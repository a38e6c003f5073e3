//! Closure-backed native transform.

use crate::error::Result;
use crate::pipeline::NativeTransform;
use crate::value::{Feature, Row, Value};

type RowFn = dyn Fn(&Row) -> Result<Value> + Send + Sync;

/// Wraps a closure as a native stage.
///
/// # Example
/// ```ignore
/// let double = FnTransform::new("double_x", Feature::real("x2"), |row| {
///     let x = row.get("x").and_then(Value::as_f64).unwrap_or(0.0);
///     Ok(Value::Real(2.0 * x))
/// });
/// ```
pub struct FnTransform {
    name: String,
    output: Feature,
    f: Box<RowFn>,
}

impl FnTransform {
    pub fn new<F>(name: impl Into<String>, output: Feature, f: F) -> Self
    where
        F: Fn(&Row) -> Result<Value> + Send + Sync + 'static,
    {
        Self {
            name: name.into(),
            output,
            f: Box::new(f),
        }
    }
}

impl NativeTransform for FnTransform {
    fn name(&self) -> &str {
        &self.name
    }

    fn output(&self) -> &Feature {
        &self.output
    }

    fn transform(&self, row: &Row) -> Result<Value> {
        (self.f)(row)
    }
}
//! # localscore
//!
//! Local, single-row scoring of trained pipelines, with no distributed engine
//! at runtime.
//!
//! A trained pipeline mixes two kinds of stages: native transforms that run
//! in-process, and wrapped stages whose trained operator belongs to a
//! distributed engine. Wrapped stages are compiled once into portable models
//! that an interchange interpreter can run on a single record.
//!
//! ## Core Design Principles
//!
//! - **Build Once, Score Many**: All classification and compilation happens
//!   when the plan is built. Scoring only reads the plan.
//! - **Closed Stage Kinds**: Every plan stage is either native or portable,
//!   resolved at build time. Unknown stages fail the build.
//! - **Exact Values**: Values cross into the portable domain unchanged. A shape
//!   that does not match its declared type is an error, never coerced.
//! - **Thread Safety**: A [`Plan`] is `Send + Sync`; the scoring function can be
//!   shared across threads.
//!
//! ## Quick Start
//!
//! ```ignore
//! use localscore::features::DaysBetween;
//! use localscore::interchange::ExternalTransformer;
//! use localscore::pipeline::{TrainedPipeline, WrappedStage};
//! use localscore::{Feature, PlanBuilder, Row, RowExecutor, Value};
//!
//! let scaler = ExternalTransformer::new("standard_scaler", "scaler_1")
//!     .with_param("inputCol", "age_days")
//!     .with_param("outputCol", "age_scaled")
//!     .with_param("mean", serde_json::json!([12000.0]))
//!     .with_param("std", serde_json::json!([3000.0]));
//!
//! let pipeline = TrainedPipeline::new(vec![Feature::real("age_scaled")])
//!     .add_native(DaysBetween::new("birth_date", "age_days", reference_ms))
//!     .add_wrapped(WrappedStage::new(
//!         scaler,
//!         vec![Feature::real("age_days")],
//!         Feature::real("age_scaled"),
//!     ));
//!
//! let plan = PlanBuilder::default().build(&pipeline)?;
//! let score = RowExecutor::new(plan).into_score_fn();
//!
//! let mut row = Row::new();
//! row.insert("birth_date".into(), Value::Integral(birth_ms));
//! let scored = score(&row)?;
//! ```
//!
//! ## Module Structure
//!
//! - `value`: Native values, feature types and rows
//! - `bridge`: Conversion between native values and portable JSON values
//! - `interchange`: Compiler/interpreter seams and the bundled JSON interchange
//! - `pipeline`: Trained pipelines, native transforms and wrapped stages
//! - `features`: Ready-made native transforms (date features, closures)
//! - `plan`: Plan building and wrapped-stage compilation
//! - `executor`: Row scoring against a built plan
//! - `config`: Compilation settings
//! - `error`: Error types

/// Conversion between native values and the portable JSON domain.
pub mod bridge;

/// Settings for compiling wrapped stages.
pub mod config;

pub mod error;

/// Scoring single rows against a built plan.
pub mod executor;

/// Ready-made native feature transforms.
pub mod features;

pub mod interchange;
pub mod pipeline;
pub mod plan;

/// Native values, feature types and rows.
pub mod value;

pub use config::CompilerConfig;
pub use error::{Result, ScoringError};
pub use executor::RowExecutor;
pub use plan::{Plan, PlanBuilder};
pub use value::{Feature, FeatureType, Row, Value};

+ + + + +

About this exercise —
Every record above should be output exactly.

Task answer —
repository a38e6c003f5073e3
//! Closure-backed native transform.

use crate::error::Result;
use crate::pipeline::NativeTransform;
use crate::value::{Feature, Row, Value};

type RowFn = dyn Fn(&Row) -> Result<Value> + Send + Sync;

/// Wraps a closure as a native stage.
///
/// # Example
/// ```ignore
/// let double = FnTransform::new("double_x", Feature::real("x2"), |row| {
///     let x = row.get("x").and_then(Value::as_f64).unwrap_or(0.0);
///     Ok(Value::Real(2.0 * x))
/// });
/// ```
pub struct FnTransform {
    name: String,
    output: Feature,
    f: Box<RowFn>,
}

impl FnTransform {
    pub fn new<F>(name: impl Into<String>, output: Feature, f: F) -> Self
    where
        F: Fn(&Row) -> Result<Value> + Send + Sync + 'static,
    {
        Self {
            name: name.into(),
            output,
            f: Box::new(f),
        }
    }
}

impl NativeTransform for FnTransform {
    fn name(&self) -> &str {
        &self.name
    }

    fn output(&self) -> &Feature {
        &self.output
    }

    fn transform(&self, row: &Row) -> Result<Value> {
        (self.f)(row)
    }
}
//! # localscore
//!
//! Local, single-row scoring of trained pipelines, with no distributed engine
//! at runtime.
//!
//! A trained pipeline mixes two kinds of stages: native transforms that run
//! in-process, and wrapped stages whose trained operator belongs to a
//! distributed engine. Wrapped stages are compiled once into portable models
//! that an interchange interpreter can run on a single record.
//!
//! ## Core Design Principles
//!
//! - **Build Once, Score Many**: All classification and compilation happens
//!   when the plan is built. Scoring only reads the plan.
//! - **Closed Stage Kinds**: Every plan stage is either native or portable,
//!   resolved at build time. Unknown stages fail the build.
//! - **Exact Values**: Values cross into the portable domain unchanged. A shape
//!   that does not match its declared type is an error, never coerced.
//! - **Thread Safety**: A [`Plan`] is `Send + Sync`; the scoring function can be
//!   shared across threads.
//!
//! ## Quick Start
//!
//! ```ignore
//! use localscore::features::DaysBetween;
//! use localscore::interchange::ExternalTransformer;
//! use localscore::pipeline::{TrainedPipeline, WrappedStage};
//! use localscore::{Feature, PlanBuilder, Row, RowExecutor, Value};
//!
//! let scaler = ExternalTransformer::new("standard_scaler", "scaler_1")
//!     .with_param("inputCol", "age_days")
//!     .with_param("outputCol", "age_scaled")
//!     .with_param("mean", serde_json::json!([12000.0]))
//!     .with_param("std", serde_json::json!([3000.0]));
//!
//! let pipeline = TrainedPipeline::new(vec![Feature::real("age_scaled")])
//!     .add_native(DaysBetween::new("birth_date", "age_days", reference_ms))
//!     .add_wrapped(WrappedStage::new(
//!         scaler,
//!         vec![Feature::real("age_days")],
//!         Feature::real("age_scaled"),
//!     ));
//!
//! let plan = PlanBuilder::default().build(&pipeline)?;
//! let score = RowExecutor::new(plan).into_score_fn();
//!
//! let mut row = Row::new();
//! row.insert("birth_date".into(), Value::Integral(birth_ms));
//! let scored = score(&row)?;
//! ```
//!
//! ## Module Structure
//!
//! - `value`: Native values, feature types and rows
//! - `bridge`: Conversion between native values and portable JSON values
//! - `interchange`: Compiler/interpreter seams and the bundled JSON interchange
//! - `pipeline`: Trained pipelines, native transforms and wrapped stages
//! - `features`: Ready-made native transforms (date features, closures)
//! - `plan`: Plan building and wrapped-stage compilation
//! - `executor`: Row scoring against a built plan
//! - `config`: Compilation settings
//! - `error`: Error types

/// Conversion between native values and the portable JSON domain.
pub mod bridge;

/// Settings for compiling wrapped stages.
pub mod config;

pub mod error;

/// Scoring single rows against a built plan.
pub mod executor;

/// Ready-made native feature transforms.
pub mod features;

pub mod interchange;
pub mod pipeline;
pub mod plan;

/// Native values, feature types and rows.
pub mod value;

pub use config::CompilerConfig;
pub use error::{Result, ScoringError};
pub use executor::RowExecutor;
pub use plan::{Plan, PlanBuilder};
pub use value::{Feature, FeatureType, Row, Value};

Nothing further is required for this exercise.